GOAL OF THE EXERCISE:
Your result should be the lines holding the word "UpsertUser", copied from the entries below.

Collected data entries
>>>>

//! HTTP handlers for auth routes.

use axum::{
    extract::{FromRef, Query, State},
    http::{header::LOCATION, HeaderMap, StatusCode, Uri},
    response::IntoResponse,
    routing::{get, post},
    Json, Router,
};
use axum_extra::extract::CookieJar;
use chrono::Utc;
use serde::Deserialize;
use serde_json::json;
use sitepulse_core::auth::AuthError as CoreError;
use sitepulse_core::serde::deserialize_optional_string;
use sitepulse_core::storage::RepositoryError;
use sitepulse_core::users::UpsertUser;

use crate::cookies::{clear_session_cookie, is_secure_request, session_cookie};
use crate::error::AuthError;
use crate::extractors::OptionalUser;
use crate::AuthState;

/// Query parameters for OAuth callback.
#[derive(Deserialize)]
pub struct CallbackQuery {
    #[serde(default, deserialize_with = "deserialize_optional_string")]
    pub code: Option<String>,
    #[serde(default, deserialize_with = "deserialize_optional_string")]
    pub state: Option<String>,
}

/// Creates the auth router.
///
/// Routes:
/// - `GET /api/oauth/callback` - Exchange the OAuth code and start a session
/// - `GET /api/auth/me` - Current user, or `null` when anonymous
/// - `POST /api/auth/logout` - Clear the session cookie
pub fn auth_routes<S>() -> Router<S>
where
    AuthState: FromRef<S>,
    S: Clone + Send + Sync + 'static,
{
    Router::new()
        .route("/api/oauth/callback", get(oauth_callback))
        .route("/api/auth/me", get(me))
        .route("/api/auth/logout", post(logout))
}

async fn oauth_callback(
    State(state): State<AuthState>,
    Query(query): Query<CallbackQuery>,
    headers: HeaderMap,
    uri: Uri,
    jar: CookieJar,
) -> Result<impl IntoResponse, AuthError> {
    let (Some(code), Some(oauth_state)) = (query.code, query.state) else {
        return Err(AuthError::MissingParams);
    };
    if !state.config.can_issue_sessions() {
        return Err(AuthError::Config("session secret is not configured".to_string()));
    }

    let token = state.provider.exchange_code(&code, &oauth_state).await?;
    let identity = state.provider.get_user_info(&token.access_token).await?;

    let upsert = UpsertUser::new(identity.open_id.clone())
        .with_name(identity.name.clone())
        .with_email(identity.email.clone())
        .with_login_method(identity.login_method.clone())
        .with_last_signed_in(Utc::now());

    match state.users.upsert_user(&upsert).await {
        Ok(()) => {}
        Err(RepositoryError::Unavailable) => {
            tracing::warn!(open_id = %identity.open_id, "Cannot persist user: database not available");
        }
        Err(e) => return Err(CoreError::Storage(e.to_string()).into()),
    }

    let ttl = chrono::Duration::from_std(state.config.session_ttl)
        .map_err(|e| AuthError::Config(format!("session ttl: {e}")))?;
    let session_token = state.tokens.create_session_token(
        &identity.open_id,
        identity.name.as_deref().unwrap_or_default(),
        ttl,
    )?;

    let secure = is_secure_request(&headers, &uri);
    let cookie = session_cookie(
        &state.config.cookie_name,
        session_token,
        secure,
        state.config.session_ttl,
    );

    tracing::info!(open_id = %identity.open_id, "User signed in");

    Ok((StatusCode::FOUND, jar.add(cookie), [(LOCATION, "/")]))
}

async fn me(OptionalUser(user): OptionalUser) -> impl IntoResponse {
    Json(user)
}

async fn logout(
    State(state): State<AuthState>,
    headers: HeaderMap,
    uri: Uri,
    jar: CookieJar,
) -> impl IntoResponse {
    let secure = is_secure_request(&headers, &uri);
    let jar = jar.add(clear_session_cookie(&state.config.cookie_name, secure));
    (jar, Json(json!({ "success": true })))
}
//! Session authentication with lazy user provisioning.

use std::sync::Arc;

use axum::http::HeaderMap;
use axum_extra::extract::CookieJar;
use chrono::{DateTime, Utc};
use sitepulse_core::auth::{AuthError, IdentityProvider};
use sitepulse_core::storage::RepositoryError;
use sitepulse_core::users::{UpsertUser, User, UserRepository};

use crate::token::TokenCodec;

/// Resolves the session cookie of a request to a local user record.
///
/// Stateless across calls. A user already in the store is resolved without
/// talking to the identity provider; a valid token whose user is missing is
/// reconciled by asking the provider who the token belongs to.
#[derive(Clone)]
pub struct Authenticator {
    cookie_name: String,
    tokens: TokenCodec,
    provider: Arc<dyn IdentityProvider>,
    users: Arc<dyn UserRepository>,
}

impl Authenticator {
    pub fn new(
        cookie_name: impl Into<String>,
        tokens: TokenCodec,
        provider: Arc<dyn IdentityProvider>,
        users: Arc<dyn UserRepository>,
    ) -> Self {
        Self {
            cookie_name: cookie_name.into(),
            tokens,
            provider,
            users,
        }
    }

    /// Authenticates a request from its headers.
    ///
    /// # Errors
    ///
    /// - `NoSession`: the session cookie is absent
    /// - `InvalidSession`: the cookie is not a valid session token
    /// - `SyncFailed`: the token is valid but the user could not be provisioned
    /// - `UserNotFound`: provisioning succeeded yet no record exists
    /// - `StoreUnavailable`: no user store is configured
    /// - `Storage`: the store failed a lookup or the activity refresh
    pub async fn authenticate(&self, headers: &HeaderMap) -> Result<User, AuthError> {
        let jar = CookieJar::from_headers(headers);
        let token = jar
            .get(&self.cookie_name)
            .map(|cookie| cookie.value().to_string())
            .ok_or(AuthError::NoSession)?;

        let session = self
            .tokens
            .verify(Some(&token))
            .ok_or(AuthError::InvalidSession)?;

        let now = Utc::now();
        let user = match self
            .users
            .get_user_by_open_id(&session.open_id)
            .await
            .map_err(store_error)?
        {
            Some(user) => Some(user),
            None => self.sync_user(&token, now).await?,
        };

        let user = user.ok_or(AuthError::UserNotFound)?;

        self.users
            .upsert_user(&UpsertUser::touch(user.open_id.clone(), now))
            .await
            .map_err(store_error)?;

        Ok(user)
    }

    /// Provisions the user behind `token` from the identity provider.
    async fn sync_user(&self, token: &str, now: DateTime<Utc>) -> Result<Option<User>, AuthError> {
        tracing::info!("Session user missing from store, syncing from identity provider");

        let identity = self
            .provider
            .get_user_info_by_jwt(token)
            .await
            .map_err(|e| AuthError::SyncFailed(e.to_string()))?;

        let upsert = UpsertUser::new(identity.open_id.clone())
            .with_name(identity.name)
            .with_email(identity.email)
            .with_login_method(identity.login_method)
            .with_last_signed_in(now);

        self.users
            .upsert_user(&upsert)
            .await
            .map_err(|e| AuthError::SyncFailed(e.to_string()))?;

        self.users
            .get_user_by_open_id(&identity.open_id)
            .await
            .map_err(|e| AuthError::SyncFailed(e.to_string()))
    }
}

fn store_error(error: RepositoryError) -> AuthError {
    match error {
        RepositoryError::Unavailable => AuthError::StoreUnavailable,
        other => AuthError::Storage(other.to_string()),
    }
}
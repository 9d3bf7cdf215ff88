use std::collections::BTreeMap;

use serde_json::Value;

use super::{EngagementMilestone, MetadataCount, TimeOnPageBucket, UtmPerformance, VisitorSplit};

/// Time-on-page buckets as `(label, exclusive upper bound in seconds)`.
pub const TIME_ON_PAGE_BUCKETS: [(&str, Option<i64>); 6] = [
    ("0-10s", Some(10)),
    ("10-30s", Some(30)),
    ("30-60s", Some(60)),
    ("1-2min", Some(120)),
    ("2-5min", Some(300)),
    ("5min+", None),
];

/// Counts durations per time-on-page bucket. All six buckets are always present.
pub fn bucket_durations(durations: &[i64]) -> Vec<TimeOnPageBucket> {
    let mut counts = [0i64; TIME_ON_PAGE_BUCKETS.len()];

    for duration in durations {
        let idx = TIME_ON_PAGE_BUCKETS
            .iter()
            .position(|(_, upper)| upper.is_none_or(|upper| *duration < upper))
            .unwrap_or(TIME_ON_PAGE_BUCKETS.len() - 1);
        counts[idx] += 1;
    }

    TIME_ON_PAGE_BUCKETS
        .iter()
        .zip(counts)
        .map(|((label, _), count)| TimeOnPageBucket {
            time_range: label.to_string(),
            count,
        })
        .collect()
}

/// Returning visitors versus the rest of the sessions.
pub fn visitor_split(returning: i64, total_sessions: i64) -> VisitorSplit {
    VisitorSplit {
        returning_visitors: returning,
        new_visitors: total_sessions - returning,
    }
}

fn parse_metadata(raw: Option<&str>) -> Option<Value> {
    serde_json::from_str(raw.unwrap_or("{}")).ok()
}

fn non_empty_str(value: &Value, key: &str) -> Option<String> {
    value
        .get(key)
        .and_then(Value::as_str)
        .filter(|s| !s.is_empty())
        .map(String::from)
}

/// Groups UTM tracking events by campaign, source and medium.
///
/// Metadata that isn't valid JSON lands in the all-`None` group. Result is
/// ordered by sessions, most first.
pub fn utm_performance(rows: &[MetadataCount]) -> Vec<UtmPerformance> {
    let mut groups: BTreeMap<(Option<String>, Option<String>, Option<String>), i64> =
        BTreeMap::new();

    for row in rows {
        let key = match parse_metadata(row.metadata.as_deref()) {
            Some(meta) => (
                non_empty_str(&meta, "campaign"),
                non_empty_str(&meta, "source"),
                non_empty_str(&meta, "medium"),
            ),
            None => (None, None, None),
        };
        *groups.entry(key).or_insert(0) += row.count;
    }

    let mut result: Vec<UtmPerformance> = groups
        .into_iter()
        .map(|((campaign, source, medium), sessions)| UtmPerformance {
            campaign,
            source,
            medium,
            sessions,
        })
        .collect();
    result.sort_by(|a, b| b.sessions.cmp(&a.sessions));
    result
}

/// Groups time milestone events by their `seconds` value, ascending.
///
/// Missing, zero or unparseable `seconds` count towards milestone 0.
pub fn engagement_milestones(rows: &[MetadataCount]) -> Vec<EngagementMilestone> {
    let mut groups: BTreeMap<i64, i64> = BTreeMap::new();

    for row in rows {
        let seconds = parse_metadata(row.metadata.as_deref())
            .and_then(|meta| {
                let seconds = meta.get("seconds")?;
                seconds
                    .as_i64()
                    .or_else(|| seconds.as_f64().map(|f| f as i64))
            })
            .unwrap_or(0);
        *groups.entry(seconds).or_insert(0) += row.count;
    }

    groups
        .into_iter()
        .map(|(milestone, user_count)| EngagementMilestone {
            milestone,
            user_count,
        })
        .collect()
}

<<<<

TASK RESULT:
use sitepulse_core::users::UpsertUser;
    let upsert = UpsertUser::new(identity.open_id.clone())
use sitepulse_core::users::{UpsertUser, User, UserRepository};
            .upsert_user(&UpsertUser::touch(user.open_id.clone(), now))
        let upsert = UpsertUser::new(identity.open_id.clone())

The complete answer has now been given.